His rationale for the additions and removals:
🟢 CoreWeave: Demand for AI compute will exceed supply in the near term.
🟢 IREN: He’s a fan of its “differentiated approach to providing significant power supply necessary to fuel the AI Revolution.” IREN touted its 3-gigawatt secured power portfolio in North America by announcing a deal to provide compute to Microsoft in early November, and aims to vertically integrate power infrastructure into its data center business.
🟢 Shopify: He’s optimistic on how aggressively the company is integrating AI into its business, both in terms of expanding buying channels and pursuing operational efficiencies.
❌ SoundHound AI: Ives is worried that the company is “facing a difficult competitive landscape” over the coming quarters, noting that it’s leaned more into M&A to add customers.
❌ ServiceNow: He says the company has a “choppy path to monetize on its increased usage.”
❌ Salesforce: Ives says that its AI monetization has been slower than anticipated to date.
Of note: the analyst is leaning a little more into the upstream parts of the AI supply chain, rebalancing his ETF toward the facilitators rather than companies that are closer to end consumers.

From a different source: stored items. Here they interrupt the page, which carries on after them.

use sqlx::{postgres::PgPoolOptions, Pool, Postgres};
use std::time::Duration;
use tracing::info;

use crate::config::DatabaseConfig;

#[derive(Clone)]
pub struct Database {
    pub pool: Pool<Postgres>,
}

impl Database {
    pub async fn new(config: &DatabaseConfig) -> Result<Self, sqlx::Error> {
        let pool = PgPoolOptions::new()
            .max_connections(config.pool_size)
            .acquire_timeout(Duration::from_secs(config.acquire_timeout_secs))
            .connect(&config.url)
            .await?;

        Ok(Database { pool })
    }

    pub async fn run_migrations(&self) -> Result<(), sqlx::migrate::MigrateError> {
        info!("Running database migrations...");
        sqlx::migrate!("./src/migrations")
            .run(&self.pool)
            .await?;
        info!("Migrations completed");
        Ok(())
    }
}
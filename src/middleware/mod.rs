pub mod json;
pub mod path;

pub use json::ValidatedJson;
pub use path::PathParam;

use axum::{
    extract::FromRequestParts,
    http::{header, request::Parts},
};
use base64::{engine::general_purpose, Engine as _};
use std::sync::Arc;

use crate::error::AppError;
use crate::services::users::verify_credentials;

#[derive(Debug, Clone)]
pub struct AuthUser {
    pub user_id: i32,
    pub email: String,
    pub name: String,
}

/// Splits an `Authorization: Basic ...` value into email and password.
pub fn decode_basic(header_value: &str) -> Option<(String, String)> {
    let encoded = header_value.strip_prefix("Basic ")?;
    let decoded = general_purpose::STANDARD.decode(encoded.trim()).ok()?;
    let credentials = String::from_utf8(decoded).ok()?;

    let (email, password) = credentials.split_once(':')?;
    if email.is_empty() {
        return None;
    }
    Some((email.to_string(), password.to_string()))
}

// Basic Auth extractor
impl FromRequestParts<Arc<crate::AppState>> for AuthUser {
    type Rejection = AppError;

    async fn from_request_parts(
        parts: &mut Parts,
        state: &Arc<crate::AppState>,
    ) -> Result<Self, Self::Rejection> {
        let auth_header = parts
            .headers
            .get(header::AUTHORIZATION)
            .and_then(|value| value.to_str().ok())
            .ok_or_else(|| AppError::Unauthorized("Authentication required".to_string()))?;

        let (email, password) = decode_basic(auth_header)
            .ok_or_else(|| AppError::Unauthorized("Malformed Basic credentials".to_string()))?;

        let user = verify_credentials(state.users.as_ref(), &email, &password).await?;

        Ok(AuthUser {
            user_id: user.id,
            email: user.email,
            name: user.name,
        })
    }
}
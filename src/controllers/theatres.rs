use axum::{
    extract::{Query, State},
    routing::get,
    Json, Router,
};
use serde::Deserialize;
use std::sync::Arc;

use crate::error::AppResult;
use crate::models::Theatre;
use crate::AppState;

pub fn routes() -> Router<Arc<AppState>> {
    Router::new().route("/theatres", get(list_theatres))
}

#[derive(Debug, Deserialize)]
pub struct TheatresQuery {
    pub city: Option<String>,
}

// GET /api/theatres?city=
async fn list_theatres(
    State(state): State<Arc<AppState>>,
    Query(params): Query<TheatresQuery>,
) -> AppResult<Json<Vec<Theatre>>> {
    // an empty ?city= means no filter
    let city = params.city.filter(|c| !c.trim().is_empty());
    Ok(Json(state.catalog.list_theatres(city).await?))
}
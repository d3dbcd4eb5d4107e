use axum::{
    extract::{rejection::JsonRejection, FromRequest, Request},
    Json,
};
use serde::de::DeserializeOwned;
use validator::{Validate, ValidationErrors, ValidationErrorsKind};

use crate::error::AppError;

/// JSON body that has been deserialized and passed its `Validate` rules.
/// Either failure becomes a 400 with the usual error body.
#[derive(Debug, Clone)]
pub struct ValidatedJson<T>(pub T);

impl<S, T> FromRequest<S> for ValidatedJson<T>
where
    S: Send + Sync,
    T: DeserializeOwned + Validate,
{
    type Rejection = AppError;

    async fn from_request(req: Request, state: &S) -> Result<Self, Self::Rejection> {
        let Json(value) = Json::<T>::from_request(req, state)
            .await
            .map_err(|e: JsonRejection| AppError::Validation(format!("Invalid input: {}", e.body_text())))?;

        value
            .validate()
            .map_err(|e| AppError::Validation(format!("Invalid input: {}", first_message(&e))))?;

        Ok(ValidatedJson(value))
    }
}

/// Picks one human readable message out of a (possibly nested) error tree.
fn first_message(errors: &ValidationErrors) -> String {
    for (field, kind) in errors.errors() {
        match kind {
            ValidationErrorsKind::Field(list) => {
                if let Some(err) = list.first() {
                    return match &err.message {
                        Some(msg) => msg.to_string(),
                        None => format!("{field} is invalid"),
                    };
                }
            }
            ValidationErrorsKind::Struct(inner) => return first_message(inner),
            ValidationErrorsKind::List(items) => {
                if let Some(inner) = items.values().next() {
                    return first_message(inner);
                }
            }
        }
    }
    "invalid request".to_string()
}
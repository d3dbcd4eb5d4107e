use serde::{Deserialize, Serialize};
use sqlx::FromRow;

#[derive(Debug, Clone, PartialEq, FromRow, Serialize, Deserialize)]
#[serde(rename_all = "camelCase")]
pub struct Snack {
    pub id: i32,
    pub name: String,
    pub price: i32,
    pub image_url: Option<String>,
}
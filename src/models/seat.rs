use serde::{Deserialize, Serialize};
use sqlx::FromRow;
use std::fmt;
use std::str::FromStr;
use validator::Validate;

use super::UnknownVariant;

#[derive(Debug, Clone, PartialEq, FromRow, Serialize, Deserialize)]
#[serde(rename_all = "camelCase")]
pub struct Seat {
    pub id: i32,
    pub show_id: i32,
    pub seat_number: String,
    #[sqlx(try_from = "String")]
    pub category: SeatCategory,
    pub price: i32,
    #[sqlx(try_from = "String")]
    pub status: SeatStatus,
    pub booking_id: Option<i32>,
}

/// `booked` is terminal in the booking flow; `selected` is only ever written
/// through the low-level status primitive.
#[derive(Debug, Clone, Copy, PartialEq, Eq, Hash, Serialize, Deserialize)]
#[serde(rename_all = "lowercase")]
pub enum SeatStatus {
    Available,
    Booked,
    Selected,
}

impl SeatStatus {
    pub fn as_str(&self) -> &'static str {
        match self {
            SeatStatus::Available => "available",
            SeatStatus::Booked => "booked",
            SeatStatus::Selected => "selected",
        }
    }
}

impl fmt::Display for SeatStatus {
    fn fmt(&self, f: &mut fmt::Formatter<'_>) -> fmt::Result {
        f.write_str(self.as_str())
    }
}

impl FromStr for SeatStatus {
    type Err = UnknownVariant;

    fn from_str(s: &str) -> Result<Self, Self::Err> {
        match s {
            "available" => Ok(SeatStatus::Available),
            "booked" => Ok(SeatStatus::Booked),
            "selected" => Ok(SeatStatus::Selected),
            other => Err(UnknownVariant { kind: "seat status", value: other.to_string() }),
        }
    }
}

impl TryFrom<String> for SeatStatus {
    type Error = UnknownVariant;

    fn try_from(value: String) -> Result<Self, Self::Error> {
        value.parse()
    }
}

#[derive(Debug, Clone, Copy, PartialEq, Eq, Hash, Serialize, Deserialize)]
pub enum SeatCategory {
    #[serde(rename = "VIP")]
    Vip,
    Premium,
    #[serde(alias = "Normal")]
    Standard,
    Economy,
}

impl SeatCategory {
    pub fn as_str(&self) -> &'static str {
        match self {
            SeatCategory::Vip => "VIP",
            SeatCategory::Premium => "Premium",
            SeatCategory::Standard => "Standard",
            SeatCategory::Economy => "Economy",
        }
    }
}

impl fmt::Display for SeatCategory {
    fn fmt(&self, f: &mut fmt::Formatter<'_>) -> fmt::Result {
        f.write_str(self.as_str())
    }
}

impl FromStr for SeatCategory {
    type Err = UnknownVariant;

    // Older data used "Normal" for the standard tier.
    fn from_str(s: &str) -> Result<Self, Self::Err> {
        match s.to_ascii_lowercase().as_str() {
            "vip" => Ok(SeatCategory::Vip),
            "premium" => Ok(SeatCategory::Premium),
            "standard" | "normal" => Ok(SeatCategory::Standard),
            "economy" => Ok(SeatCategory::Economy),
            _ => Err(UnknownVariant { kind: "seat category", value: s.to_string() }),
        }
    }
}

impl TryFrom<String> for SeatCategory {
    type Error = UnknownVariant;

    fn try_from(value: String) -> Result<Self, Self::Error> {
        value.parse()
    }
}

// PATCH /api/seats/{id}/status
#[derive(Debug, Clone, Deserialize, Validate)]
pub struct UpdateSeatStatusRequest {
    pub status: SeatStatus,
}
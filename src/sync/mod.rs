//! Report synchronization over one of four upload transports.

pub mod config;
pub mod dispatcher;
pub mod email;
pub mod ftp;
pub mod pool;
pub mod remote_storage;
pub mod webhook;

pub use crate::error::{SyncError, TaskError};
pub use config::{
    EmailSettings, FtpSettings, RemoteStorageSettings, SyncConfig, SyncMethod, WebhookSettings,
};
pub use dispatcher::{BatchSyncResult, SyncDispatcher, SyncOutcome};
pub use pool::{TaskHandle, WorkerPool};

use std::path::Path;

pub const DOCX_MIME: &str = "application/vnd.openxmlformats-officedocument.wordprocessingml.document";
pub const REPORT_EXTENSION: &str = "docx";

/// One upload strategy.
///
/// Implementations make a single blocking attempt per call and leave retry
/// decisions to the caller.
pub trait Uploader: Send + Sync {
    fn method(&self) -> SyncMethod;

    fn upload(&self, path: &Path, project_name: &str) -> Result<(), SyncError>;

    /// Connectivity check that transfers no report data.
    fn test_connection(&self) -> Result<(), SyncError>;
}

fn report_filename(path: &Path) -> String {
    path.file_name()
        .map(|n| n.to_string_lossy().to_string())
        .unwrap_or_else(|| "report.docx".to_string())
}

fn read_report(path: &Path) -> Result<Vec<u8>, SyncError> {
    std::fs::read(path).map_err(|source| SyncError::Io {
        path: path.to_path_buf(),
        source,
    })
}
use std::io::Write;
use std::path::Path;
use tempfile::NamedTempFile;

/// Writes `bytes` to `path` through a temp file in the same directory,
/// renamed into place once fully flushed. Missing parent directories are
/// created.
///
/// Readers of `path` see either the old content or the new one, never a
/// partial write.
pub fn write_atomically(path: &Path, bytes: &[u8]) -> std::io::Result<()> {
    let dir = match path.parent() {
        Some(parent) if !parent.as_os_str().is_empty() => parent,
        _ => Path::new("."),
    };
    std::fs::create_dir_all(dir)?;

    let mut file = NamedTempFile::new_in(dir)?;
    file.write_all(bytes)?;
    file.as_file().sync_all()?;
    file.persist(path).map_err(|e| e.error)?;
    Ok(())
}

#[cfg(test)]
mod tests {
    use super::*;

    #[test]
    fn replaces_existing_content_and_creates_parents() {
        let dir = tempfile::tempdir().unwrap();
        let path = dir.path().join("nested").join("out.json");

        write_atomically(&path, b"first").unwrap();
        write_atomically(&path, b"second").unwrap();

        assert_eq!(std::fs::read(&path).unwrap(), b"second");
        let leftovers = std::fs::read_dir(path.parent().unwrap()).unwrap().count();
        assert_eq!(leftovers, 1);
    }
}
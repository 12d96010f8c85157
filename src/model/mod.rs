pub mod assessment;
pub mod condition;
pub mod element;
pub mod inspection;
pub mod template;

pub use assessment::{WearAssessment, WearReport};
pub use condition::{ConditionCategory, TechnicalCondition};
pub use element::{ConstructionElement, ElementSnapshot};
pub use inspection::{ConstructiveSolutionItem, DefectRecord};
pub use template::BuildingType;
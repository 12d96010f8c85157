//! Unified inspection report: constructive solutions, physical wear and
//! defect ledger assembled into one Word document.

pub mod docx;
pub mod payload;

pub use crate::error::ReportError;
pub use docx::render_docx;
pub use payload::{
    build_report_payload, DefectRow, PhotoCell, ReportInputs, ReportMeta, ReportPayload,
    ReportSection, SectionKind, SolutionRow, WearRow, WearSection,
};

use crate::export::write_atomically;
use std::panic::{catch_unwind, AssertUnwindSafe};
use std::path::Path;
use tracing::{error, info};

/// Builds and renders the report for today's date.
///
/// Returns `None` when the document library fails to produce a document;
/// the failure is logged.
#[must_use]
pub fn build_report_document(inputs: &ReportInputs<'_>, meta: &ReportMeta) -> Option<Vec<u8>> {
    let today = chrono::Local::now().date_naive();
    let payload = build_report_payload(inputs, meta, today);

    // The document library panics on some malformed inputs instead of
    // returning an error.
    match catch_unwind(AssertUnwindSafe(|| render_docx(&payload))) {
        Ok(Ok(bytes)) => Some(bytes),
        Ok(Err(e)) => {
            error!(error = %e, "report rendering failed");
            None
        }
        Err(_) => {
            error!("report rendering panicked");
            None
        }
    }
}

/// Writes the unified report to `output_path`.
///
/// Returns `false` if the document could not be built or written; an
/// existing file at `output_path` is left untouched in that case.
pub fn generate_unified_report(inputs: &ReportInputs<'_>, meta: &ReportMeta, output_path: &Path) -> bool {
    let Some(bytes) = build_report_document(inputs, meta) else {
        return false;
    };

    match write_report(output_path, &bytes) {
        Ok(()) => {
            info!(
                path = %output_path.display(),
                bytes = bytes.len(),
                object = %meta.object_name,
                "report written"
            );
            true
        }
        Err(e) => {
            error!(error = %e, "failed to save report");
            false
        }
    }
}

fn write_report(path: &Path, bytes: &[u8]) -> Result<(), ReportError> {
    write_atomically(path, bytes).map_err(|source| ReportError::Write {
        path: path.to_path_buf(),
        source,
    })
}
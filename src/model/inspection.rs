use serde::{Deserialize, Serialize};

/// One photo-analysis result produced by the external classifier.
#[derive(Debug, Clone, Default, PartialEq, Eq, Serialize, Deserialize)]
pub struct DefectRecord {
    #[serde(default)]
    pub defect: String,
    #[serde(default)]
    pub eliminating_method: String,
    #[serde(default)]
    pub file_path: String,
    #[serde(default)]
    pub filename: String,
    #[serde(default)]
    pub analyzed: bool,
}

impl DefectRecord {
    /// Name shown for the photo, falling back to the last path component.
    #[must_use]
    pub fn display_filename(&self) -> &str {
        if !self.filename.is_empty() {
            return &self.filename;
        }
        self.file_path
            .rsplit(['/', '\\'])
            .next()
            .unwrap_or(&self.file_path)
    }
}

/// A structural (constructive) solution recorded by the inspector.
#[derive(Debug, Clone, Default, PartialEq, Eq, Serialize, Deserialize)]
pub struct ConstructiveSolutionItem {
    #[serde(default)]
    pub category: String,
    #[serde(default)]
    pub text: String,
}

impl ConstructiveSolutionItem {
    #[must_use]
    pub fn new(category: impl Into<String>, text: impl Into<String>) -> Self {
        Self {
            category: category.into(),
            text: text.into(),
        }
    }
}
pub mod json;

pub use crate::error::LoadError;
pub use json::{load_assessment, load_defects, load_solutions, validate_elements};
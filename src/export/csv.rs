use super::write_atomically;
use crate::error::ExportError;
use crate::model::{ConstructionElement, WearReport};
use crate::wear::{calculate_total_wear, round_one_decimal};
use std::path::Path;

/// Exports the wear table: one row per element plus a totals row.
pub fn export_wear_csv<P: AsRef<Path>>(report: &WearReport, path: P) -> Result<(), ExportError> {
    let path_ref = path.as_ref();
    let mut writer = csv::Writer::from_writer(Vec::new());

    writer.write_record(["Element", "Weight %", "Wear %", "Weighted Wear %"])?;

    let elements: Vec<ConstructionElement> =
        report.elements.iter().map(ConstructionElement::from).collect();
    for element in &elements {
        writer.write_record([
            element.name.clone(),
            format!("{:.1}", element.weight_percent),
            format!("{:.1}", element.wear_percent),
            format!("{:.2}", element.weighted_wear()),
        ])?;
    }

    let weight_sum: f64 = elements.iter().map(|e| e.weight_percent).sum();
    writer.write_record([
        "Total".to_string(),
        format!("{:.1}", round_one_decimal(weight_sum)),
        "-".to_string(),
        format!("{:.1}", calculate_total_wear(&elements)),
    ])?;

    let bytes = writer.into_inner().map_err(|e| ExportError::WriteError {
        message: e.to_string(),
    })?;

    write_atomically(path_ref, &bytes).map_err(|source| ExportError::FileCreate {
        path: path_ref.to_path_buf(),
        source,
    })?;

    Ok(())
}
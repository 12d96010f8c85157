use super::config::SyncConfig;
use super::email::EmailUploader;
use super::ftp::FtpUploader;
use super::pool::{TaskHandle, WorkerPool};
use super::remote_storage::RemoteStorageUploader;
use super::webhook::WebhookUploader;
use super::{SyncMethod, Uploader, REPORT_EXTENSION};
use crate::error::SyncError;
use std::collections::{BTreeMap, HashMap};
use std::path::{Path, PathBuf};
use std::sync::Arc;
use tracing::{debug, info, warn};

/// Result of one `sync_file` call.
#[derive(Debug, Clone, PartialEq, Eq)]
pub enum SyncOutcome {
    /// Sync is switched off; nothing was attempted.
    Disabled,
    /// The selected transport has no uploader.
    NotConfigured { method: SyncMethod, reason: String },
    /// Exactly one upload attempt was made.
    Attempted { method: SyncMethod, success: bool },
}

impl SyncOutcome {
    #[must_use]
    pub fn is_success(&self) -> bool {
        matches!(self, Self::Attempted { success: true, .. })
    }

    /// `{transport_name: bool}` on an attempt, `{"error": message}` otherwise.
    #[must_use]
    pub fn to_map(&self) -> BTreeMap<String, serde_json::Value> {
        let mut map = BTreeMap::new();
        match self {
            Self::Disabled => {
                map.insert("error".to_string(), "synchronization is disabled".into());
            }
            Self::NotConfigured { method, reason } => {
                map.insert(
                    "error".to_string(),
                    format!("no uploader for '{method}': {reason}").into(),
                );
            }
            Self::Attempted { method, success } => {
                map.insert(method.to_string(), (*success).into());
            }
        }
        map
    }
}

/// Files of one `sync_project_reports` run, split by outcome.
#[derive(Debug, Clone, Default, PartialEq, Eq)]
pub struct BatchSyncResult {
    pub synced: Vec<PathBuf>,
    pub failed: Vec<PathBuf>,
}

/// Sends finished reports through the configured transport.
///
/// Each call makes a single blocking attempt; failures are logged and
/// reported as `false`, never retried.
pub struct SyncDispatcher {
    config: SyncConfig,
    uploaders: HashMap<SyncMethod, Box<dyn Uploader>>,
}

impl SyncDispatcher {
    /// Dispatcher without any uploaders; add them with [`Self::with_uploader`].
    #[must_use]
    pub fn new(config: SyncConfig) -> Self {
        Self {
            config,
            uploaders: HashMap::new(),
        }
    }

    /// Builds an uploader for every transport with usable settings.
    #[must_use]
    pub fn from_config(config: SyncConfig) -> Self {
        let mut uploaders: HashMap<SyncMethod, Box<dyn Uploader>> = HashMap::new();
        for method in SyncMethod::ALL {
            match build_uploader(&config, method) {
                Ok(Some(uploader)) => {
                    uploaders.insert(method, uploader);
                }
                Ok(None) => {}
                Err(e) => debug!(%method, error = %e, "transport skipped"),
            }
        }
        Self { config, uploaders }
    }

    /// Registers (or replaces) the uploader for its transport.
    #[must_use]
    pub fn with_uploader(mut self, uploader: Box<dyn Uploader>) -> Self {
        self.uploaders.insert(uploader.method(), uploader);
        self
    }

    #[must_use]
    pub fn config(&self) -> &SyncConfig {
        &self.config
    }

    pub fn sync_file(&self, path: &Path, project_name: &str) -> SyncOutcome {
        if !self.config.enabled {
            info!(path = %path.display(), "sync disabled, skipping upload");
            return SyncOutcome::Disabled;
        }

        let method = self.config.sync_method;
        let Some(uploader) = self.uploaders.get(&method) else {
            let reason = if self.config.is_configured(method) {
                "settings are incomplete"
            } else {
                "no settings"
            };
            warn!(%method, reason, "selected transport has no uploader");
            return SyncOutcome::NotConfigured {
                method,
                reason: reason.to_string(),
            };
        };

        info!(%method, path = %path.display(), project = project_name, "uploading report");
        let success = match uploader.upload(path, project_name) {
            Ok(()) => {
                info!(%method, path = %path.display(), "report uploaded");
                true
            }
            Err(e) => {
                warn!(%method, path = %path.display(), error = %e, "report upload failed");
                false
            }
        };
        SyncOutcome::Attempted { method, success }
    }

    /// Lightweight probe of `method` without sending any report.
    pub fn test_connection(&self, method: SyncMethod) -> bool {
        let Some(uploader) = self.uploaders.get(&method) else {
            warn!(%method, "cannot test unconfigured transport");
            return false;
        };
        match uploader.test_connection() {
            Ok(()) => {
                info!(%method, "connection test passed");
                true
            }
            Err(e) => {
                warn!(%method, error = %e, "connection test failed");
                false
            }
        }
    }

    /// Syncs every `.docx` report in `directory`, one at a time, in file
    /// name order. The directory name is used as the project name.
    pub fn sync_project_reports(&self, directory: &Path) -> Result<BatchSyncResult, SyncError> {
        let reports = list_reports(directory)?;
        let project_name = directory
            .file_name()
            .map(|n| n.to_string_lossy().to_string())
            .unwrap_or_default();

        let mut result = BatchSyncResult::default();
        for report in reports {
            if self.sync_file(&report, &project_name).is_success() {
                result.synced.push(report);
            } else {
                result.failed.push(report);
            }
        }

        info!(
            directory = %directory.display(),
            synced = result.synced.len(),
            failed = result.failed.len(),
            "project sync finished"
        );
        Ok(result)
    }

    /// Runs [`Self::sync_file`] on `pool`, returning a handle to the outcome.
    pub fn sync_file_in_background(
        self: &Arc<Self>,
        pool: &WorkerPool,
        path: PathBuf,
        project_name: String,
    ) -> TaskHandle<SyncOutcome> {
        let dispatcher = Arc::clone(self);
        pool.submit(move || dispatcher.sync_file(&path, &project_name))
    }
}

fn build_uploader(config: &SyncConfig, method: SyncMethod) -> Result<Option<Box<dyn Uploader>>, SyncError> {
    let uploader: Box<dyn Uploader> = match method {
        SyncMethod::Ftp => match &config.ftp {
            Some(settings) => Box::new(FtpUploader::from_settings(settings)?),
            None => return Ok(None),
        },
        SyncMethod::Email => match &config.email {
            Some(settings) => Box::new(EmailUploader::from_settings(settings)?),
            None => return Ok(None),
        },
        SyncMethod::Webhook => match &config.webhook {
            Some(settings) => Box::new(WebhookUploader::from_settings(settings)?),
            None => return Ok(None),
        },
        SyncMethod::RemoteStorage => match &config.remote_storage {
            Some(settings) => Box::new(RemoteStorageUploader::from_settings(settings)?),
            None => return Ok(None),
        },
    };
    Ok(Some(uploader))
}

fn list_reports(directory: &Path) -> Result<Vec<PathBuf>, SyncError> {
    let entries = std::fs::read_dir(directory).map_err(|source| SyncError::Io {
        path: directory.to_path_buf(),
        source,
    })?;

    let mut reports: Vec<PathBuf> = entries
        .filter_map(Result::ok)
        .map(|entry| entry.path())
        .filter(|path| {
            path.is_file()
                && path
                    .extension()
                    .is_some_and(|ext| ext.eq_ignore_ascii_case(REPORT_EXTENSION))
        })
        .collect();
    reports.sort();
    Ok(reports)
}

#[cfg(test)]
mod tests {
    use super::*;
    use crate::sync::config::WebhookSettings;
    use pretty_assertions::assert_eq;

    struct AlwaysFails;

    impl Uploader for AlwaysFails {
        fn method(&self) -> SyncMethod {
            SyncMethod::Webhook
        }

        fn upload(&self, _path: &Path, _project_name: &str) -> Result<(), SyncError> {
            Err(SyncError::Http {
                message: "503".to_string(),
            })
        }

        fn test_connection(&self) -> Result<(), SyncError> {
            Err(SyncError::Http {
                message: "unreachable".to_string(),
            })
        }
    }

    fn enabled(method: SyncMethod) -> SyncConfig {
        SyncConfig {
            enabled: true,
            sync_method: method,
            ..SyncConfig::default()
        }
    }

    #[test]
    fn outcome_maps_match_documented_shapes() {
        let attempted = SyncOutcome::Attempted {
            method: SyncMethod::Ftp,
            success: true,
        };
        assert_eq!(attempted.to_map().get("ftp"), Some(&serde_json::Value::Bool(true)));
        assert!(SyncOutcome::Disabled.to_map().contains_key("error"));
        assert!(!SyncOutcome::Disabled.is_success());
    }

    #[test]
    fn missing_transport_settings_give_error_entry() {
        let dispatcher = SyncDispatcher::from_config(enabled(SyncMethod::Email));
        let outcome = dispatcher.sync_file(Path::new("report.docx"), "p");
        assert_eq!(
            outcome,
            SyncOutcome::NotConfigured {
                method: SyncMethod::Email,
                reason: "no settings".to_string(),
            }
        );
        assert!(outcome.to_map().contains_key("error"));
    }

    #[test]
    fn incomplete_settings_are_reported_as_such() {
        let config = SyncConfig {
            webhook: Some(WebhookSettings {
                url: String::new(),
                token: None,
            }),
            ..enabled(SyncMethod::Webhook)
        };
        let dispatcher = SyncDispatcher::from_config(config);
        assert!(matches!(
            dispatcher.sync_file(Path::new("report.docx"), "p"),
            SyncOutcome::NotConfigured { reason, .. } if reason == "settings are incomplete"
        ));
    }

    #[test]
    fn upload_error_becomes_false() {
        let dispatcher =
            SyncDispatcher::new(enabled(SyncMethod::Webhook)).with_uploader(Box::new(AlwaysFails));
        assert_eq!(
            dispatcher.sync_file(Path::new("report.docx"), "p"),
            SyncOutcome::Attempted {
                method: SyncMethod::Webhook,
                success: false,
            }
        );
        assert!(!dispatcher.test_connection(SyncMethod::Webhook));
        assert!(!dispatcher.test_connection(SyncMethod::Ftp));
    }

    #[test]
    fn from_config_builds_only_usable_transports() {
        let config = SyncConfig {
            webhook: Some(WebhookSettings {
                url: "https://hooks.example.com/reports".to_string(),
                token: None,
            }),
            ..enabled(SyncMethod::Webhook)
        };
        let dispatcher = SyncDispatcher::from_config(config);
        assert_eq!(dispatcher.uploaders.len(), 1);
        assert!(dispatcher.uploaders.contains_key(&SyncMethod::Webhook));
    }

    #[test]
    fn list_reports_filters_and_sorts() {
        let dir = tempfile::tempdir().unwrap();
        for name in ["b.docx", "a.DOCX", "notes.txt"] {
            std::fs::write(dir.path().join(name), b"x").unwrap();
        }
        std::fs::create_dir(dir.path().join("sub.docx")).unwrap();

        let names: Vec<String> = list_reports(dir.path())
            .unwrap()
            .iter()
            .map(|p| p.file_name().unwrap().to_string_lossy().to_string())
            .collect();
        assert_eq!(names, vec!["a.DOCX".to_string(), "b.docx".to_string()]);
    }
}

“The ability to provide enough infrastructure for these AI initiatives becomes more critical with rising risks regarding keeping these facilities online,” he wrote. “We are incrementally positive on these AI Infrastructure names over the coming years as more enterprises go down the AI path which will only increase compute demand over time creating a larger disparity between supply and demand.”